§ What the task asks: Could you copy exactly the line that contains "i32, actual: i32" and every line after it to the end of the records, and nothing more?

═══ Records provided

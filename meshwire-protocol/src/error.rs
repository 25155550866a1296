//! Protocol error types.

use thiserror::Error;

/// Errors raised while framing, handshaking or decoding messages.
#[derive(Debug, Error)]
pub enum ProtocolError {
    #[error("handshake preamble mismatch: expected {expected:#010x}, got {actual:#010x}")]
    InvalidPreamble { expected: i32, actual: i32 },

    #[error("unknown protocol version: {0}")]
    UnknownVersion(u16),

    #[error("frame too large: {size} bytes (max {max})")]
    FrameTooLarge { size: usize, max: usize },

    #[error("invalid message type tag: {0}")]
    InvalidMessageType(u8),

    #[error("invalid reply status tag: {0}")]
    InvalidStatus(u8),

    #[error("invalid frame flags: {0:#04x}")]
    InvalidFlags(u8),

    #[error("frame body shorter than its declared field lengths")]
    Truncated,

    #[error("frame body has {0} bytes past its declared fields")]
    TrailingBytes(usize),

    #[error("invalid UTF-8 in {0}")]
    InvalidUtf8(&'static str),

    #[error("invalid address: {0}")]
    InvalidAddress(String),
}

══════

§ Exercise answer:
    InvalidPreamble { expected: i32, actual: i32 },

    #[error("unknown protocol version: {0}")]
    UnknownVersion(u16),

    #[error("frame too large: {size} bytes (max {max})")]
    FrameTooLarge { size: usize, max: usize },

    #[error("invalid message type tag: {0}")]
    InvalidMessageType(u8),

    #[error("invalid reply status tag: {0}")]
    InvalidStatus(u8),

    #[error("invalid frame flags: {0:#04x}")]
    InvalidFlags(u8),

    #[error("frame body shorter than its declared field lengths")]
    Truncated,

    #[error("frame body has {0} bytes past its declared fields")]
    TrailingBytes(usize),

    #[error("invalid UTF-8 in {0}")]
    InvalidUtf8(&'static str),

    #[error("invalid address: {0}")]
    InvalidAddress(String),
}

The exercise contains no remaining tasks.